Reader Comments

Hearing X3

by Jerome Princy (2019-11-06)

These days of course, we Hearing X3 Review have sound coming at us from every direction all day long if we want it, so how do we select which noises and which types of noises are likely to help us? And which may be of no use whatsoever? And just as importantly which could cause us harm and may even have been a contributor to our tinnitus in the first place? Answering the last question first - avoid any loud noises. So what is loud?
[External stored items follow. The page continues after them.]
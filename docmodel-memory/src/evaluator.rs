//! Filter evaluation for in-memory documents.
//!
//! Matching follows MongoDB where the two could differ observably: equality with
//! `null` also matches a missing field, and equality with a scalar matches an
//! array field holding that scalar.

use std::cmp::Ordering;
use bson::{Bson, Document, Decimal128, Timestamp, datetime::DateTime, oid::ObjectId};

use docmodel_core::{
    query::{QueryVisitor, Expr, FieldOp},
    error::{DocumentStoreError, DocumentStoreResult},
};


/// Comparable view of a BSON value.
///
/// Integers compare exactly with each other. An integer equals a double only
/// when the double holds exactly that integer. NaN equals NaN.
#[derive(Debug)]
pub(crate) enum Comparable<'a> {
    Null,
    Bool(bool),
    Int(i64),
    Double(f64),
    Decimal(Decimal128),
    DateTime(DateTime),
    Timestamp(Timestamp),
    String(&'a str),
    ObjectId(ObjectId),
    /// Raw bytes of a binary value, UUIDs included.
    Binary(&'a [u8]),
    Array(Vec<Comparable<'a>>),
    /// Fields in document order.
    Map(Vec<(&'a str, Comparable<'a>)>),
    /// Any other value. Equal only to an identical value, never ordered.
    Other(&'a Bson),
}

impl<'a> From<&'a Bson> for Comparable<'a> {
    fn from(bson: &'a Bson) -> Self {
        match bson {
            Bson::Null => Comparable::Null,
            Bson::Boolean(value) => Comparable::Bool(*value),
            Bson::Int32(value) => Comparable::Int(i64::from(*value)),
            Bson::Int64(value) => Comparable::Int(*value),
            Bson::Double(value) => Comparable::Double(*value),
            Bson::Decimal128(value) => Comparable::Decimal(*value),
            Bson::DateTime(value) => Comparable::DateTime(*value),
            Bson::Timestamp(value) => Comparable::Timestamp(*value),
            Bson::String(value) => Comparable::String(value),
            Bson::ObjectId(oid) => Comparable::ObjectId(*oid),
            Bson::Binary(binary) => Comparable::Binary(&binary.bytes),
            Bson::Array(arr) => Comparable::Array(
                arr
                    .iter()
                    .map(Comparable::from)
                    .collect::<Vec<_>>()
            ),
            Bson::Document(doc) => Comparable::Map(
                doc
                    .iter()
                    .map(|(k, v)| (k.as_str(), Comparable::from(v)))
                    .collect::<Vec<_>>()
            ),
            other => Comparable::Other(other),
        }
    }
}

/// Whether `double` holds exactly the integer `int`.
pub(crate) fn double_is_integer(double: f64, int: i64) -> bool {
    double.fract() == 0.0
        && double >= i64::MIN as f64
        && double < -(i64::MIN as f64)
        && double as i64 == int
}

impl<'a> PartialEq for Comparable<'a> {
    fn eq(&self, other: &Self) -> bool {
        match (self, other) {
            (Comparable::Null, Comparable::Null) => true,
            (Comparable::Bool(a), Comparable::Bool(b)) => a == b,
            (Comparable::Int(a), Comparable::Int(b)) => a == b,
            (Comparable::Double(a), Comparable::Double(b)) => a == b || (a.is_nan() && b.is_nan()),
            (Comparable::Int(i), Comparable::Double(d)) | (Comparable::Double(d), Comparable::Int(i)) => {
                double_is_integer(*d, *i)
            }
            (Comparable::Decimal(a), Comparable::Decimal(b)) => a == b,
            (Comparable::DateTime(a), Comparable::DateTime(b)) => a == b,
            (Comparable::Timestamp(a), Comparable::Timestamp(b)) => a == b,
            (Comparable::String(a), Comparable::String(b)) => a == b,
            (Comparable::ObjectId(a), Comparable::ObjectId(b)) => a == b,
            (Comparable::Binary(a), Comparable::Binary(b)) => a == b,
            (Comparable::Array(a), Comparable::Array(b)) => a == b,
            (Comparable::Map(a), Comparable::Map(b)) => a == b,
            (Comparable::Other(a), Comparable::Other(b)) => a == b,
            _ => false,
        }
    }
}

impl<'a> PartialOrd for Comparable<'a> {
    fn partial_cmp(&self, other: &Self) -> Option<Ordering> {
        match (self, other) {
            (Comparable::Bool(a), Comparable::Bool(b)) => a.partial_cmp(b),
            (Comparable::Int(a), Comparable::Int(b)) => a.partial_cmp(b),
            (Comparable::Double(a), Comparable::Double(b)) => a.partial_cmp(b),
            (Comparable::Int(a), Comparable::Double(b)) => (*a as f64).partial_cmp(b),
            (Comparable::Double(a), Comparable::Int(b)) => a.partial_cmp(&(*b as f64)),
            (Comparable::DateTime(a), Comparable::DateTime(b)) => a.partial_cmp(b),
            (Comparable::Timestamp(a), Comparable::Timestamp(b)) => {
                (a.time, a.increment).partial_cmp(&(b.time, b.increment))
            }
            (Comparable::String(a), Comparable::String(b)) => a.partial_cmp(b),
            _ => None,
        }
    }
}

impl<'a> Comparable<'a> {
    /// Equality as a query sees it: an array field also matches one of its elements.
    fn matches(&self, value: &Comparable<'a>) -> bool {
        if self == value {
            return true;
        }

        match (self, value) {
            (Comparable::Array(items), scalar) if !matches!(scalar, Comparable::Array(_)) => {
                items.iter().any(|item| item == scalar)
            }
            _ => false,
        }
    }

    fn is_one_of(&self, values: &Comparable<'a>) -> bool {
        match (self, values) {
            (Comparable::Array(array), Comparable::Array(values)) => values
                .iter()
                .any(|val| array.iter().any(|item| item == val)),
            (Comparable::Array(array), single_value) => array.iter().any(|item| item == single_value),
            (single_value, Comparable::Array(values)) => values.iter().any(|val| val == single_value),
            _ => false,
        }
    }
}


pub(crate) struct DocumentEvaluator<'a> {
    document: &'a Document,
}

impl<'a> DocumentEvaluator<'a> {
    pub fn new(document: &'a Document) -> Self {
        Self { document }
    }

    pub fn evaluate(&mut self, expr: &Expr) -> DocumentStoreResult<bool> {
        self.visit_expr(expr)
    }

    /// Clones every document matching `expr`, preserving order.
    pub fn filter_documents(
        documents: impl IntoIterator<Item = &'a Document>,
        expr: &Expr,
    ) -> DocumentStoreResult<Vec<Document>> {
        let mut matched = Vec::new();

        for document in documents {
            if DocumentEvaluator::new(document).evaluate(expr)? {
                matched.push(document.clone());
            }
        }

        Ok(matched)
    }
}

impl<'a> QueryVisitor for DocumentEvaluator<'a> {
    type Output = bool;
    type Error = DocumentStoreError;

    fn visit_and(&mut self, exprs: &[Expr]) -> Result<Self::Output, Self::Error> {
        for expr in exprs {
            if !self.visit_expr(expr)? {
                return Ok(false);
            }
        }

        Ok(true)
    }

    fn visit_or(&mut self, exprs: &[Expr]) -> Result<Self::Output, Self::Error> {
        for expr in exprs {
            if self.visit_expr(expr)? {
                return Ok(true);
            }
        }

        Ok(false)
    }

    fn visit_not(&mut self, expr: &Expr) -> Result<Self::Output, Self::Error> {
        Ok(!self.visit_expr(expr)?)
    }

    fn visit_exists(&mut self, field: &str, should_exist: bool) -> Result<Self::Output, Self::Error> {
        Ok(self.document.contains_key(field) == should_exist)
    }

    fn visit_field(&mut self, field: &str, op: &FieldOp, value: &Bson) -> Result<Self::Output, Self::Error> {
        let expected = Comparable::from(value);

        let Some(field_value) = self.document.get(field) else {
            // A missing field reads as null for equality, and never satisfies a
            // positive comparison.
            return Ok(match op {
                FieldOp::Eq => expected == Comparable::Null,
                FieldOp::Ne => expected != Comparable::Null,
                FieldOp::NotContains | FieldOp::NoneOf => true,
                _ => false,
            });
        };
        let actual = Comparable::from(field_value);

        Ok(match op {
            FieldOp::Eq => actual.matches(&expected),
            FieldOp::Ne => !actual.matches(&expected),
            FieldOp::Gt | FieldOp::Gte | FieldOp::Lt | FieldOp::Lte => {
                match actual.partial_cmp(&expected) {
                    Some(ordering) => match op {
                        FieldOp::Gt => ordering == Ordering::Greater,
                        FieldOp::Gte => ordering != Ordering::Less,
                        FieldOp::Lt => ordering == Ordering::Less,
                        _ => ordering != Ordering::Greater,
                    },
                    None => false,
                }
            }
            FieldOp::Contains => contains(&actual, &expected),
            FieldOp::NotContains => !contains(&actual, &expected),
            FieldOp::StartsWith => match (&actual, &expected) {
                (Comparable::String(left), Comparable::String(right)) => left.starts_with(right),
                _ => false,
            },
            FieldOp::EndsWith => match (&actual, &expected) {
                (Comparable::String(left), Comparable::String(right)) => left.ends_with(right),
                _ => false,
            },
            FieldOp::AnyOf => actual.is_one_of(&expected),
            FieldOp::NoneOf => !actual.is_one_of(&expected),
        })
    }
}

fn contains<'a>(actual: &Comparable<'a>, expected: &Comparable<'a>) -> bool {
    match (actual, expected) {
        (Comparable::Array(array), Comparable::Array(items)) => items
            .iter()
            .all(|item| array.iter().any(|candidate| candidate == item)),
        (Comparable::Array(array), item) => array.iter().any(|candidate| candidate == item),
        (Comparable::String(left), Comparable::String(right)) => left.contains(right),
        _ => false,
    }
}

#[cfg(test)]
mod tests {
    use super::*;
    use bson::{Uuid, doc};
    use docmodel_core::query::Filter;

    fn eval(document: &Document, expr: &Expr) -> bool {
        DocumentEvaluator::new(document).evaluate(expr).unwrap()
    }

    #[test]
    fn null_equality_matches_missing_fields() {
        let document = doc! { "foo": "Foo" };

        assert!(eval(&document, &Filter::eq("bar", Bson::Null)));
        assert!(!eval(&document, &Filter::eq("foo", Bson::Null)));
        assert!(!eval(&document, &Filter::ne("bar", Bson::Null)));
        assert!(eval(&document, &Filter::ne("bar", "x")));
    }

    #[test]
    fn uuid_identities_compare_by_bytes() {
        let id = Uuid::new();
        let document = doc! { "_id": id, "foo": 1 };

        assert!(eval(&document, &Filter::id(id)));
        assert!(!eval(&document, &Filter::id(Uuid::new())));
    }

    #[test]
    fn scalar_equality_reaches_into_arrays() {
        let document = doc! { "tags": ["a", "b"] };

        assert!(eval(&document, &Filter::eq("tags", "a")));
        assert!(eval(&document, &Filter::eq("tags", vec!["a", "b"])));
        assert!(!eval(&document, &Filter::eq("tags", vec!["b", "a"])));
    }

    #[test]
    fn numbers_compare_across_widths() {
        let document = doc! { "n": 3_i64 };

        assert!(eval(&document, &Filter::eq("n", 3_i32)));
        assert!(eval(&document, &Filter::gte("n", 3.0)));
        assert!(!eval(&document, &Filter::lt("n", 3)));
    }

    #[test]
    fn large_integers_compare_exactly() {
        let document = doc! { "n": 9_007_199_254_740_993_i64 };

        assert!(eval(&document, &Filter::eq("n", 9_007_199_254_740_993_i64)));
        assert!(!eval(&document, &Filter::eq("n", 9_007_199_254_740_992_i64)));
        assert!(!eval(&document, &Filter::eq("n", 9_007_199_254_740_992.0)));
    }

    #[test]
    fn decimals_timestamps_and_nan_match_themselves() {
        let decimal: Decimal128 = "1.5".parse().unwrap();
        let stamp = Timestamp { time: 5, increment: 1 };
        let document = doc! { "d": decimal, "t": stamp, "f": f64::NAN };

        assert!(eval(&document, &Filter::eq("d", decimal)));
        assert!(eval(&document, &Filter::eq("t", stamp)));
        assert!(eval(&document, &Filter::eq("f", f64::NAN)));
        assert!(!eval(&document, &Filter::eq("f", 1.5)));
    }

    #[test]
    fn embedded_documents_compare_in_field_order() {
        let document = doc! { "m": { "a": 1, "b": 2 } };

        assert!(eval(&document, &Filter::eq("m", doc! { "a": 1, "b": 2 })));
        assert!(!eval(&document, &Filter::eq("m", doc! { "b": 2, "a": 1 })));
    }

    #[test]
    fn empty_conjunction_matches_everything() {
        assert!(eval(&doc! {}, &Filter::all()));
        assert!(!eval(&doc! {}, &Filter::or(Vec::new())));
    }

    #[test]
    fn matching_filter_combines_identity_and_values() {
        let id = Uuid::new();
        let document = doc! { "_id": id, "foo": "Foo", "bar": Bson::Null };
        let filter = Filter::id(id).and(Filter::matching(&doc! { "foo": "Foo", "bar": Bson::Null }));

        assert!(eval(&document, &filter));
        assert!(!eval(&doc! { "_id": id, "foo": "Other" }, &filter));
    }
}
I have just looked at a decibel comparison chart so I can remind you now: Normal conversation comes in at around 60-70dB, a motorcycle is 100dB and pain begins at 125dB.Here are the scary ones - just short term exposure to 140dB can cause permanent damage and is the loudest you should ever listen to - and that is WITH ear protection. Oh, a rock concert can reach 150dB - now that is scary! As far as I know not too many people carry decibel meters around with them so my firm advice is that if it sounds loud move away and/or protect your ears. Sound Therapy certainly can play a major part in your tinnitus relief program so it is very important to understand the difference between noises that will bring temporary relief only and those likely to have a meaningful part in your tinnitus treatment by contributing to your longer term peace and quiet. If you use a tinnitus masker that is louder than your tinnitus noise it will work by completely overwhelming your tinnitus. The problem with this is that you are simply diverting your brains response away from the tinnitus to gain purely temporary relief. As soon as you turn off the outside noise your tinnitus will be getting your brains full focus once more, your tinnitus symptoms will almost certainly return and may even appear worse than previously. If you use a tinnitus masker sound that is just below the level of your tinnitus this may not bring such immediate relief but it will cause your brain to respond differently. It will act as a distraction and whilst your brain continues to hear the tinnitus it does not give it full attention. Your brain, if you like, gets to think of the tinnitus sound as an acceptable background noise. It gets to live with the tinnitus noise so that when the masking noise is turned off it does not find the tinnitus such an irritation - and you in turn do not hear it so badly. Incidentally, if you hear the term habituation applied to this process it means taming - the masker noise at this lower level tames your tinnitus sound.